- Anaemia in patients with HIV-associated tuberculosis in South Africa: predictive/prognostic value, aetiologies and treatment
- Award date
- 21 June 2016
- Number of pages
- Document type
- PhD thesis
- Faculty of Medicine (AMC-UvA)
Tuberculosis remains the leading cause of death among people living with HIV in sub-Saharan Africa and worldwide. The clinical presentation in such patients is often so non-specific that much tuberculosis remains unsuspected, undiagnosed and is therefore untreated prior to death. Anaemia is one of the most common complications of both HIV and tuberculosis, and is associated with substantial morbidity and mortality. Haemoglobin levels may be a useful biomarker in patients with HIV-associated tuberculosis and anaemia may have predictive value that is under-utilized as an important entry point into the tuberculosis diagnostic algorithm.

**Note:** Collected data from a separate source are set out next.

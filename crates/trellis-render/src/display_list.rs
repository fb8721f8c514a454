//! A recording render target.

use crate::error::{RenderError, RenderResult};
use crate::target::{CheckMark, PaintState, RenderTarget};
use crate::types::{Color, Rect};

/// One recorded drawing operation.
#[derive(Debug, Clone, PartialEq)]
pub enum DrawCommand {
    /// State pushed.
    Save,
    /// State popped.
    Restore,
    /// Clip intersected with a rectangle.
    Clip(Rect),
    /// Solid fill.
    Fill { rect: Rect, color: Color },
    /// Text run.
    Text {
        rect: Rect,
        text: String,
        state: PaintState,
    },
    /// Check or radio indicator.
    Check {
        rect: Rect,
        mark: CheckMark,
        state: PaintState,
    },
    /// Focus indicator.
    Focus(Rect),
}

/// A [`RenderTarget`] that records every call for later replay or inspection.
#[derive(Debug, Default)]
pub struct DisplayList {
    commands: Vec<DrawCommand>,
    clip_stack: Vec<Option<Rect>>,
    clip: Option<Rect>,
    error: Option<RenderError>,
}

impl DisplayList {
    /// Create an empty display list.
    pub fn new() -> Self {
        Self::default()
    }

    /// The commands recorded so far.
    pub fn commands(&self) -> &[DrawCommand] {
        &self.commands
    }

    /// Recorded focus rectangles, in drawing order.
    pub fn focus_rects(&self) -> Vec<Rect> {
        self.commands
            .iter()
            .filter_map(|cmd| match cmd {
                DrawCommand::Focus(rect) => Some(*rect),
                _ => None,
            })
            .collect()
    }

    /// Recorded text runs, in drawing order.
    pub fn texts(&self) -> Vec<(Rect, String)> {
        self.commands
            .iter()
            .filter_map(|cmd| match cmd {
                DrawCommand::Text { rect, text, .. } => Some((*rect, text.clone())),
                _ => None,
            })
            .collect()
    }

    /// Drop all recorded commands and reset the state stack.
    pub fn clear(&mut self) {
        *self = Self::default();
    }

    /// Finish recording and return the command list.
    ///
    /// Fails if `save`/`restore` calls were unbalanced.
    pub fn finish(self) -> RenderResult<Vec<DrawCommand>> {
        if let Some(err) = self.error {
            return Err(err);
        }
        if !self.clip_stack.is_empty() {
            return Err(RenderError::UnclosedSave {
                depth: self.clip_stack.len(),
            });
        }
        Ok(self.commands)
    }
}

impl RenderTarget for DisplayList {
    fn save(&mut self) {
        self.clip_stack.push(self.clip);
        self.commands.push(DrawCommand::Save);
    }

    fn restore(&mut self) {
        match self.clip_stack.pop() {
            Some(clip) => {
                self.clip = clip;
                self.commands.push(DrawCommand::Restore);
            }
            None => {
                tracing::warn!(target: "trellis_render", "restore without a matching save");
                self.error.get_or_insert(RenderError::UnbalancedRestore);
            }
        }
    }

    fn clip_rect(&mut self, rect: Rect) {
        self.clip = Some(match self.clip {
            Some(current) => current.intersect(&rect).unwrap_or(Rect::new(rect.left(), rect.top(), 0, 0)),
            None => rect,
        });
        self.commands.push(DrawCommand::Clip(rect));
    }

    fn clip_bounds(&self) -> Option<Rect> {
        self.clip
    }

    fn fill_rect(&mut self, rect: Rect, color: Color) {
        self.commands.push(DrawCommand::Fill { rect, color });
    }

    fn draw_text(&mut self, rect: Rect, text: &str, state: PaintState) {
        self.commands.push(DrawCommand::Text {
            rect,
            text: text.to_string(),
            state,
        });
    }

    fn draw_check(&mut self, rect: Rect, mark: CheckMark, state: PaintState) {
        self.commands.push(DrawCommand::Check { rect, mark, state });
    }

    fn draw_focus(&mut self, rect: Rect) {
        self.commands.push(DrawCommand::Focus(rect));
    }
}
//! The public cell area API.

use std::sync::Arc;

use trellis_core::logging::{span_names, targets};
use trellis_core::{PerfSpan, Value};
use trellis_render::{Point, Rect, RenderTarget};

use super::attributes::CellDataFunc;
use super::base::{apply_row, start_cell_edit, store_cell_property};
use super::cell_property::{self, CellPropertySpec};
use super::{CellArea, CellAreaContext, CellAreaContextRef, EditableRemoved, FocusChange};
use crate::editable::{CellEditableExt, CellEditableRef};
use crate::error::{CellAreaError, CellAreaResult};
use crate::events::CellEvent;
use crate::host::HostWidget;
use crate::model::{TreeIter, TreeModel};
use crate::renderer::{CellRendererExt, CellRendererRef, same_renderer};
use crate::state::{CellRendererMode, CellState, DirectionType, Orientation};

/// Log a failed operation under `target` and hand the result back.
macro_rules! warned {
    ($result:expr, $target:expr $(,)?) => {{
        let result = $result;
        if let Err(err) = &result {
            tracing::warn!(target: $target, %err);
        }
        result
    }};
}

This thesis found that moderate or severe anaemia was highly predictive of both prevalent and incident tuberculosis among ambulatory outpatients as well as hospitalised in-patients in South Africa and was also a very strong independent predictor of mortality. Therefore, in high tuberculosis incidence areas in sub-Saharan Africa, all HIV-infected patients with moderate or severe anaemia should be suspected of having tuberculosis and be microbiologically tested for tuberculosis using rapid diagnostic assays regardless of symptomatology. Because anaemia of chronic disease, a process driven by elevated hepcidin levels, is the most common mechanism underlying anaemia in these patients, the majority can be expected to have resolution of anaemia with antiretroviral therapy and anti-tuberculosis therapy alone. The impact of such screening and treatment strategies on HIV-associated tuberculosis in sub-Saharan is not yet known and must be evaluated in future research.